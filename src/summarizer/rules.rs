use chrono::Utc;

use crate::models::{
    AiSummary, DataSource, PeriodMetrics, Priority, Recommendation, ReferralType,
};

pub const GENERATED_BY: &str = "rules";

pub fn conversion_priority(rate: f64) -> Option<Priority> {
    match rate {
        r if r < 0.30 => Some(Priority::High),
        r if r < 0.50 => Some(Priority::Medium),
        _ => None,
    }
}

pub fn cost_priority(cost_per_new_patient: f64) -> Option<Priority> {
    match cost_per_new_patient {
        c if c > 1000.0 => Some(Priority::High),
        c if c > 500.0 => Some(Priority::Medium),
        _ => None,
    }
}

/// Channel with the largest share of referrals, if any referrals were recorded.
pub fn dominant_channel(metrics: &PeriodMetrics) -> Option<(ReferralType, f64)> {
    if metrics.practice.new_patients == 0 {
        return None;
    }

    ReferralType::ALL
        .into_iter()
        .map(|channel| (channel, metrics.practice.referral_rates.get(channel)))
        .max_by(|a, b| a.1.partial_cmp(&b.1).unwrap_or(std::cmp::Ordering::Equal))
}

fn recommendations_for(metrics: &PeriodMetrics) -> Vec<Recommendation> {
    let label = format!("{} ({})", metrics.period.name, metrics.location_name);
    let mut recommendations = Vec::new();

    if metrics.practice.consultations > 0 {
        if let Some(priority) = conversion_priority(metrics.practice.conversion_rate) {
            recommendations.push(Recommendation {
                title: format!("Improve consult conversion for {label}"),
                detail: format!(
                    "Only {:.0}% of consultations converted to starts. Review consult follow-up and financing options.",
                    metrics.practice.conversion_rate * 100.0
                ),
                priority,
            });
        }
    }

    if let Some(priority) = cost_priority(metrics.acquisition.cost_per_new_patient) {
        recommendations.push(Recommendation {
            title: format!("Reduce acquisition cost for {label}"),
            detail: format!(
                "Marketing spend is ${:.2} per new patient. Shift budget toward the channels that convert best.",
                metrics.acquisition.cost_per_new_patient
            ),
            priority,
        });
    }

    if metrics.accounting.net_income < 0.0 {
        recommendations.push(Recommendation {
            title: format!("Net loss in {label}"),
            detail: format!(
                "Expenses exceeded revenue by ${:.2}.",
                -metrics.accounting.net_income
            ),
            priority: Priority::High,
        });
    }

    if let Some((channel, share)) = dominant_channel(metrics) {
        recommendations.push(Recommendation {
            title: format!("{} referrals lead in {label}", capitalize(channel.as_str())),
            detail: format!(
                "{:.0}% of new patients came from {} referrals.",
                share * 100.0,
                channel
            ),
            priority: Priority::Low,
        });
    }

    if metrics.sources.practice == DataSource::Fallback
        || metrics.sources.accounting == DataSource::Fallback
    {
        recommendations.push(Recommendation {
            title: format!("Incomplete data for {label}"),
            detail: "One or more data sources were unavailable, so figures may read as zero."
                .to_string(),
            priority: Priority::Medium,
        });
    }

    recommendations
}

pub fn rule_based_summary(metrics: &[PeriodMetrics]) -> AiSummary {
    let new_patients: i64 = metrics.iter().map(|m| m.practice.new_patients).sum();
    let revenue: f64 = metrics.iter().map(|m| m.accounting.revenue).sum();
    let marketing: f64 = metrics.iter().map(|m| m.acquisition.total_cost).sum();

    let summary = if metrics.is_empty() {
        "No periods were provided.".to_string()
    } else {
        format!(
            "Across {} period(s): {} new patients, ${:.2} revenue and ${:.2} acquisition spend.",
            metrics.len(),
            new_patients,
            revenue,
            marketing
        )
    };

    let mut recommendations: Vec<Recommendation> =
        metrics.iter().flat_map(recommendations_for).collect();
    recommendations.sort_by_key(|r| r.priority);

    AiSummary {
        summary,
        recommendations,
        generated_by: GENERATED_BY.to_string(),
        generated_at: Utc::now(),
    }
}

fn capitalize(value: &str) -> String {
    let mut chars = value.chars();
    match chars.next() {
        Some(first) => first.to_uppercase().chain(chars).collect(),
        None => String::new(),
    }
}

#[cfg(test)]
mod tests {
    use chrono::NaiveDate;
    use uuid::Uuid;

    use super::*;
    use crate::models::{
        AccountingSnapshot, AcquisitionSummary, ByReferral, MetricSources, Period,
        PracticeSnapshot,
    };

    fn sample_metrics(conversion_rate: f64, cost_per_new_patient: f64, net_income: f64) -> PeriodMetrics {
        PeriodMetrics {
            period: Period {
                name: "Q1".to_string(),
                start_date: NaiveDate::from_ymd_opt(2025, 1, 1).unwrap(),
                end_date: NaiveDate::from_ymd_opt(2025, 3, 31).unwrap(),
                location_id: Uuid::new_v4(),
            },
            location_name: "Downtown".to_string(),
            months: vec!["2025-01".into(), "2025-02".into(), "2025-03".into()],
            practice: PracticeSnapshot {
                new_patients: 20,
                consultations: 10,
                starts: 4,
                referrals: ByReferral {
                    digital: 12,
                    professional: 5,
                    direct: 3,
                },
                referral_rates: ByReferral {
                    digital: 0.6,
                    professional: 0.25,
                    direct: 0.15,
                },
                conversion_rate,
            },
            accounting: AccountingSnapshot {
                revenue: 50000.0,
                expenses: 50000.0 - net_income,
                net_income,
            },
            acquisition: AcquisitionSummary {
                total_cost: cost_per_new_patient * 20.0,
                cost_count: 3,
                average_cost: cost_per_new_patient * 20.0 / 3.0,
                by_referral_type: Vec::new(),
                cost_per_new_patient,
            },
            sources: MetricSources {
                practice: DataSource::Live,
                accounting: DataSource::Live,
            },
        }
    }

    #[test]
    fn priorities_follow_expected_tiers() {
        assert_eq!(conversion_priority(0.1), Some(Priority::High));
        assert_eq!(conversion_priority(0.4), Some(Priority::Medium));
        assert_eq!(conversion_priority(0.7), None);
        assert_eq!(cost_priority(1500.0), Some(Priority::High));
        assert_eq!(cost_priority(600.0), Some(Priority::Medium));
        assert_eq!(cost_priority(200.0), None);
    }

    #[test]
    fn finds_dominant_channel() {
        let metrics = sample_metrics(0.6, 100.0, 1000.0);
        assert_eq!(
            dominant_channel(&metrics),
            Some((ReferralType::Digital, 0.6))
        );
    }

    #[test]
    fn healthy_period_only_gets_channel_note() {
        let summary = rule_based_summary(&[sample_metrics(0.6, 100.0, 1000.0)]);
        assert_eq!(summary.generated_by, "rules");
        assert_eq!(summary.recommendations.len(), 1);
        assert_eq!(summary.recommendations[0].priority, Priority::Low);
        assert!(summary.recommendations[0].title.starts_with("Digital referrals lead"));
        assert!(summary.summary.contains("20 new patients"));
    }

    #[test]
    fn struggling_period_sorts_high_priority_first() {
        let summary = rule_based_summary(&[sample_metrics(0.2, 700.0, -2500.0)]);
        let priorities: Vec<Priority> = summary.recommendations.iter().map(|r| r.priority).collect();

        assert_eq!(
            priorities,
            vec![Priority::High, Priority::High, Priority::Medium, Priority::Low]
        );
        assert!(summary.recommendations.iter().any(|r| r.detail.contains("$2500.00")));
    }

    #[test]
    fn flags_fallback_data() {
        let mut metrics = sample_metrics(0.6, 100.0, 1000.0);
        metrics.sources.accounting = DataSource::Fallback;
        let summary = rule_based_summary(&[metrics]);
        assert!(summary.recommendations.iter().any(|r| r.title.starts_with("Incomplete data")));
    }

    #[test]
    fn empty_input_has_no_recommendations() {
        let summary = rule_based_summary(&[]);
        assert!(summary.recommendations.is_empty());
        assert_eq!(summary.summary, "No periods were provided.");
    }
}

□ □ □ □ □ □ □

TASK BRIEF
Every record above should be output exactly.

RESPONSE TO THE TASK
filename src/summarizer/rules.rs
use chrono::Utc;

use crate::models::{
    AiSummary, DataSource, PeriodMetrics, Priority, Recommendation, ReferralType,
};

pub const GENERATED_BY: &str = "rules";

pub fn conversion_priority(rate: f64) -> Option<Priority> {
    match rate {
        r if r < 0.30 => Some(Priority::High),
        r if r < 0.50 => Some(Priority::Medium),
        _ => None,
    }
}

pub fn cost_priority(cost_per_new_patient: f64) -> Option<Priority> {
    match cost_per_new_patient {
        c if c > 1000.0 => Some(Priority::High),
        c if c > 500.0 => Some(Priority::Medium),
        _ => None,
    }
}

/// Channel with the largest share of referrals, if any referrals were recorded.
pub fn dominant_channel(metrics: &PeriodMetrics) -> Option<(ReferralType, f64)> {
    if metrics.practice.new_patients == 0 {
        return None;
    }

    ReferralType::ALL
        .into_iter()
        .map(|channel| (channel, metrics.practice.referral_rates.get(channel)))
        .max_by(|a, b| a.1.partial_cmp(&b.1).unwrap_or(std::cmp::Ordering::Equal))
}

fn recommendations_for(metrics: &PeriodMetrics) -> Vec<Recommendation> {
    let label = format!("{} ({})", metrics.period.name, metrics.location_name);
    let mut recommendations = Vec::new();

    if metrics.practice.consultations > 0 {
        if let Some(priority) = conversion_priority(metrics.practice.conversion_rate) {
            recommendations.push(Recommendation {
                title: format!("Improve consult conversion for {label}"),
                detail: format!(
                    "Only {:.0}% of consultations converted to starts. Review consult follow-up and financing options.",
                    metrics.practice.conversion_rate * 100.0
                ),
                priority,
            });
        }
    }

    if let Some(priority) = cost_priority(metrics.acquisition.cost_per_new_patient) {
        recommendations.push(Recommendation {
            title: format!("Reduce acquisition cost for {label}"),
            detail: format!(
                "Marketing spend is ${:.2} per new patient. Shift budget toward the channels that convert best.",
                metrics.acquisition.cost_per_new_patient
            ),
            priority,
        });
    }

    if metrics.accounting.net_income < 0.0 {
        recommendations.push(Recommendation {
            title: format!("Net loss in {label}"),
            detail: format!(
                "Expenses exceeded revenue by ${:.2}.",
                -metrics.accounting.net_income
            ),
            priority: Priority::High,
        });
    }

    if let Some((channel, share)) = dominant_channel(metrics) {
        recommendations.push(Recommendation {
            title: format!("{} referrals lead in {label}", capitalize(channel.as_str())),
            detail: format!(
                "{:.0}% of new patients came from {} referrals.",
                share * 100.0,
                channel
            ),
            priority: Priority::Low,
        });
    }

    if metrics.sources.practice == DataSource::Fallback
        || metrics.sources.accounting == DataSource::Fallback
    {
        recommendations.push(Recommendation {
            title: format!("Incomplete data for {label}"),
            detail: "One or more data sources were unavailable, so figures may read as zero."
                .to_string(),
            priority: Priority::Medium,
        });
    }

    recommendations
}

pub fn rule_based_summary(metrics: &[PeriodMetrics]) -> AiSummary {
    let new_patients: i64 = metrics.iter().map(|m| m.practice.new_patients).sum();
    let revenue: f64 = metrics.iter().map(|m| m.accounting.revenue).sum();
    let marketing: f64 = metrics.iter().map(|m| m.acquisition.total_cost).sum();

    let summary = if metrics.is_empty() {
        "No periods were provided.".to_string()
    } else {
        format!(
            "Across {} period(s): {} new patients, ${:.2} revenue and ${:.2} acquisition spend.",
            metrics.len(),
            new_patients,
            revenue,
            marketing
        )
    };

    let mut recommendations: Vec<Recommendation> =
        metrics.iter().flat_map(recommendations_for).collect();
    recommendations.sort_by_key(|r| r.priority);

    AiSummary {
        summary,
        recommendations,
        generated_by: GENERATED_BY.to_string(),
        generated_at: Utc::now(),
    }
}

fn capitalize(value: &str) -> String {
    let mut chars = value.chars();
    match chars.next() {
        Some(first) => first.to_uppercase().chain(chars).collect(),
        None => String::new(),
    }
}

#[cfg(test)]
mod tests {
    use chrono::NaiveDate;
    use uuid::Uuid;

    use super::*;
    use crate::models::{
        AccountingSnapshot, AcquisitionSummary, ByReferral, MetricSources, Period,
        PracticeSnapshot,
    };

    fn sample_metrics(conversion_rate: f64, cost_per_new_patient: f64, net_income: f64) -> PeriodMetrics {
        PeriodMetrics {
            period: Period {
                name: "Q1".to_string(),
                start_date: NaiveDate::from_ymd_opt(2025, 1, 1).unwrap(),
                end_date: NaiveDate::from_ymd_opt(2025, 3, 31).unwrap(),
                location_id: Uuid::new_v4(),
            },
            location_name: "Downtown".to_string(),
            months: vec!["2025-01".into(), "2025-02".into(), "2025-03".into()],
            practice: PracticeSnapshot {
                new_patients: 20,
                consultations: 10,
                starts: 4,
                referrals: ByReferral {
                    digital: 12,
                    professional: 5,
                    direct: 3,
                },
                referral_rates: ByReferral {
                    digital: 0.6,
                    professional: 0.25,
                    direct: 0.15,
                },
                conversion_rate,
            },
            accounting: AccountingSnapshot {
                revenue: 50000.0,
                expenses: 50000.0 - net_income,
                net_income,
            },
            acquisition: AcquisitionSummary {
                total_cost: cost_per_new_patient * 20.0,
                cost_count: 3,
                average_cost: cost_per_new_patient * 20.0 / 3.0,
                by_referral_type: Vec::new(),
                cost_per_new_patient,
            },
            sources: MetricSources {
                practice: DataSource::Live,
                accounting: DataSource::Live,
            },
        }
    }

    #[test]
    fn priorities_follow_expected_tiers() {
        assert_eq!(conversion_priority(0.1), Some(Priority::High));
        assert_eq!(conversion_priority(0.4), Some(Priority::Medium));
        assert_eq!(conversion_priority(0.7), None);
        assert_eq!(cost_priority(1500.0), Some(Priority::High));
        assert_eq!(cost_priority(600.0), Some(Priority::Medium));
        assert_eq!(cost_priority(200.0), None);
    }

    #[test]
    fn finds_dominant_channel() {
        let metrics = sample_metrics(0.6, 100.0, 1000.0);
        assert_eq!(
            dominant_channel(&metrics),
            Some((ReferralType::Digital, 0.6))
        );
    }

    #[test]
    fn healthy_period_only_gets_channel_note() {
        let summary = rule_based_summary(&[sample_metrics(0.6, 100.0, 1000.0)]);
        assert_eq!(summary.generated_by, "rules");
        assert_eq!(summary.recommendations.len(), 1);
        assert_eq!(summary.recommendations[0].priority, Priority::Low);
        assert!(summary.recommendations[0].title.starts_with("Digital referrals lead"));
        assert!(summary.summary.contains("20 new patients"));
    }

    #[test]
    fn struggling_period_sorts_high_priority_first() {
        let summary = rule_based_summary(&[sample_metrics(0.2, 700.0, -2500.0)]);
        let priorities: Vec<Priority> = summary.recommendations.iter().map(|r| r.priority).collect();

        assert_eq!(
            priorities,
            vec![Priority::High, Priority::High, Priority::Medium, Priority::Low]
        );
        assert!(summary.recommendations.iter().any(|r| r.detail.contains("$2500.00")));
    }

    #[test]
    fn flags_fallback_data() {
        let mut metrics = sample_metrics(0.6, 100.0, 1000.0);
        metrics.sources.accounting = DataSource::Fallback;
        let summary = rule_based_summary(&[metrics]);
        assert!(summary.recommendations.iter().any(|r| r.title.starts_with("Incomplete data")));
    }

    #[test]
    fn empty_input_has_no_recommendations() {
        let summary = rule_based_summary(&[]);
        assert!(summary.recommendations.is_empty());
        assert_eq!(summary.summary, "No periods were provided.");
    }
}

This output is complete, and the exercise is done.